Biologische Vermehrungs- und Wachstumsgesetze sowie zahlreiche andere Phänomene des Lebendigen, mit ihren Normabweichungen, wie beispielsweise Krebs und Impulsen zur Entropie, werden auf die uns umgebende Umwelt übertragen. Die bekannten Objekte werden mit unheimlichen, die Grenzen des Normalen überschreitenden Eigenschaften ausgestattet, wirken belebt durch ihre Ausweitungen, Vermehrungen, sind Klone und Mutanten, aber beseelt sind sie nicht.

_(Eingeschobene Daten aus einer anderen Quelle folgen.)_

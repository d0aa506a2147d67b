use tracing_subscriber::{fmt, EnvFilter};

/// Initialize structured logging with environment filter.
/// Set SCANOUT_LOG=debug (or trace, info, warn, error) for verbosity control.
pub fn init_logging() {
    let filter = EnvFilter::try_from_env("SCANOUT_LOG")
        .unwrap_or_else(|_| EnvFilter::new("info"));

    // Keeps the first subscriber if one is already installed.
    let _ = fmt()
        .with_env_filter(filter)
        .with_target(true)
        .with_thread_ids(true)
        .try_init();
}
/// A client buffer could not be made display-resident.
#[derive(Debug, Clone, PartialEq, Eq, thiserror::Error)]
pub enum ImportError {
    #[error("unsupported format {format:#010x} with modifier {modifier:#018x}")]
    UnsupportedFormat { format: u32, modifier: u64 },

    #[error("no display device available")]
    NoDevice,

    #[error("import failed: {0}")]
    Failed(String),
}

#[derive(Debug, thiserror::Error)]
pub enum CommitError {
    #[error("buffer import failed: {0}")]
    Import(#[from] ImportError),

    #[error("no completion signal available: {0}")]
    FenceAcquisition(String),

    #[error("failed to register completion signal: {0}")]
    Register(std::io::Error),

    #[error("commit pipeline is shut down")]
    ShutDown,
}

#[derive(Debug, thiserror::Error)]
pub enum ConfigError {
    #[error("IO error: {0}")]
    Io(#[from] std::io::Error),

    #[error("parse error: {0}")]
    Parse(#[from] toml::de::Error),

    #[error("serialization error: {0}")]
    Serialize(#[from] toml::ser::Error),

    #[error("invalid configuration: {0}")]
    Invalid(String),
}
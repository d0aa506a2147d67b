//! Interfaces to the collaborators the commit path depends on: buffer import,
//! fence export, window lookup, presentation feedback and the display device.

use std::io;
use std::os::fd::OwnedFd;
use std::sync::Arc;

use crate::buffer::{ClientBuffer, Texture};
use crate::error::ImportError;
use crate::handle::{CommitId, FramebufferId, PresentationFeedback, WindowSequence};

/// Result of making a client buffer display-resident.
#[derive(Debug, Clone)]
pub struct ImportedBuffer {
    /// `FramebufferId::NONE` when the buffer cannot be scanned out directly.
    pub framebuffer: FramebufferId,
    pub texture: Arc<dyn Texture>,
}

pub trait BufferImporter: Send + Sync {
    fn import_buffer(&self, buffer: &ClientBuffer) -> Result<ImportedBuffer, ImportError>;
}

pub trait FenceExporter: Send + Sync {
    /// Completion signal of the buffer's backing transfer, if it has one.
    /// By default this duplicates the first dma-buf plane, which polls
    /// readable once every implicit fence on the buffer has signaled.
    fn export_transfer_completion(&self, buffer: &ClientBuffer) -> io::Result<Option<OwnedFd>> {
        match buffer.dmabuf().and_then(|d| d.planes.first()) {
            Some(plane) => plane.fd.try_clone().map(Some),
            None => Ok(None),
        }
    }

    /// Completion signal for GPU work on an imported texture's memory.
    fn export_texture_completion(&self, texture: &dyn Texture) -> io::Result<OwnedFd>;
}

/// A window/session that wants to know when its commits complete.
pub trait CommitSession: Send + Sync {
    /// Monotonic time of the previous completed commit, 0 if none.
    fn last_commit_done_time(&self) -> u64;
    fn record_commit_done(&self, commit: CommitId, done_time: u64);
}

pub trait SessionLookup: Send + Sync {
    fn find_session(&self, window: WindowSequence) -> Option<Arc<dyn CommitSession>>;
}

/// Swapchain parameters reported by a Vulkan client's WSI layer.
#[derive(Debug, Clone, Default, PartialEq, Eq)]
pub struct SwapchainFeedback {
    pub image_count: u32,
    pub vk_format: u32,
    pub vk_colorspace: u32,
    pub vk_composite_alpha: u32,
    pub vk_pre_transform: u32,
    pub vk_present_mode: u32,
    pub vk_clipped: bool,
}

/// When a commit reached the screen.
#[derive(Debug, Clone, Copy, PartialEq, Eq)]
pub struct PresentTiming {
    pub present_time: u64,
    pub refresh_cycle: u64,
}

pub trait FeedbackSink: Send + Sync {
    fn deliver(
        &self,
        window: WindowSequence,
        feedbacks: Vec<PresentationFeedback>,
        swapchain: Option<Arc<SwapchainFeedback>>,
        timing: PresentTiming,
    );

    fn discard(
        &self,
        window: WindowSequence,
        feedbacks: Vec<PresentationFeedback>,
        swapchain: Option<Arc<SwapchainFeedback>>,
    );
}

/// Reference counting of framebuffer handles on the display device.
pub trait DisplayDevice: Send + Sync {
    fn lock_framebuffer(&self, framebuffer: FramebufferId);
    fn release_framebuffer(&self, framebuffer: FramebufferId);
}

/// The set of collaborators a commit pipeline runs against.
#[derive(Clone)]
pub struct Backend {
    pub importer: Arc<dyn BufferImporter>,
    pub fences: Arc<dyn FenceExporter>,
    pub sessions: Arc<dyn SessionLookup>,
    pub feedback: Arc<dyn FeedbackSink>,
    pub display: Arc<dyn DisplayDevice>,
}
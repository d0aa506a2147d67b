use std::fmt;
use std::sync::atomic::{AtomicU64, Ordering};

/// Identity of a client buffer. Allocated once per buffer object and never reused,
/// so equality is identity rather than content.
#[derive(Debug, Clone, Copy, PartialEq, Eq, Hash, PartialOrd, Ord)]
pub struct BufferId(u64);

impl BufferId {
    pub(crate) fn new_unique() -> Self {
        // Start from 1 to avoid confusion with NULL/0 handles
        static NEXT_ID: AtomicU64 = AtomicU64::new(1);
        BufferId(NEXT_ID.fetch_add(1, Ordering::Relaxed))
    }

    pub fn raw(&self) -> u64 {
        self.0
    }
}

impl fmt::Display for BufferId {
    fn fmt(&self, f: &mut fmt::Formatter<'_>) -> fmt::Result {
        write!(f, "buffer#{}", self.0)
    }
}

/// Display-device framebuffer handle. 0 means "no framebuffer".
#[derive(Debug, Clone, Copy, Default, PartialEq, Eq, Hash)]
pub struct FramebufferId(pub u32);

impl FramebufferId {
    pub const NONE: FramebufferId = FramebufferId(0);

    pub fn is_none(&self) -> bool {
        self.0 == 0
    }
}

impl fmt::Display for FramebufferId {
    fn fmt(&self, f: &mut fmt::Formatter<'_>) -> fmt::Result {
        write!(f, "fb#{}", self.0)
    }
}

/// Sequence number of a commit. Strictly increasing across the process.
#[derive(Debug, Clone, Copy, PartialEq, Eq, Hash, PartialOrd, Ord)]
pub struct CommitId(pub u64);

impl fmt::Display for CommitId {
    fn fmt(&self, f: &mut fmt::Formatter<'_>) -> fmt::Result {
        write!(f, "commit#{}", self.0)
    }
}

/// Correlates a commit with the window/session that submitted it.
#[derive(Debug, Clone, Copy, Default, PartialEq, Eq, Hash)]
pub struct WindowSequence(pub u64);

/// Opaque client presentation-feedback resource awaiting a presented/discarded event.
#[derive(Debug, Clone, Copy, PartialEq, Eq, Hash)]
pub struct PresentationFeedback(pub u32);
pub mod backend;
pub mod buffer;
pub mod config;
pub mod error;
pub mod fence;
pub mod handle;

pub use backend::{
    Backend, BufferImporter, CommitSession, DisplayDevice, FeedbackSink, FenceExporter,
    ImportedBuffer, PresentTiming, SessionLookup, SwapchainFeedback,
};
pub use buffer::{ClientBuffer, DmabufAttributes, DmabufPlane, ListenerId, Texture, WeakClientBuffer};
pub use config::ScanoutConfig;
pub use error::{CommitError, ConfigError, ImportError};
pub use fence::SoftwareFence;
pub use handle::{BufferId, CommitId, FramebufferId, PresentationFeedback, WindowSequence};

Sie befallen ausschließlich tote Materie und Pflanzen, bleiben also im unteren Bereich der biologischen Hierarchie, irgendwo zwischen Mineralien, Asphalt, Plastik, Einzeller und Pflanze.

Stefanie Grebe, 2004


1 Definition nach: Linder Biologie, Lehrbuch für die Oberstufe, Stuttgart 1980, S.5: „Stoffwechsel, Wachstum, Vermehrung, Reizbarkeit, Regulationsfähigkeit und oft auch Bewegung sind wichtige Kennzeichen der Lebewesen.“
2 „Forschungsrichtung, die vergleichende Betrachtungen über Gesetzmäßigkeiten im Ablauf von Steuerungs- u. Regelungsvorgängen in Technik, Biologie u. Soziologie anstellt.“ Fremdwörterbuch DUDEN, Mannheim 1974.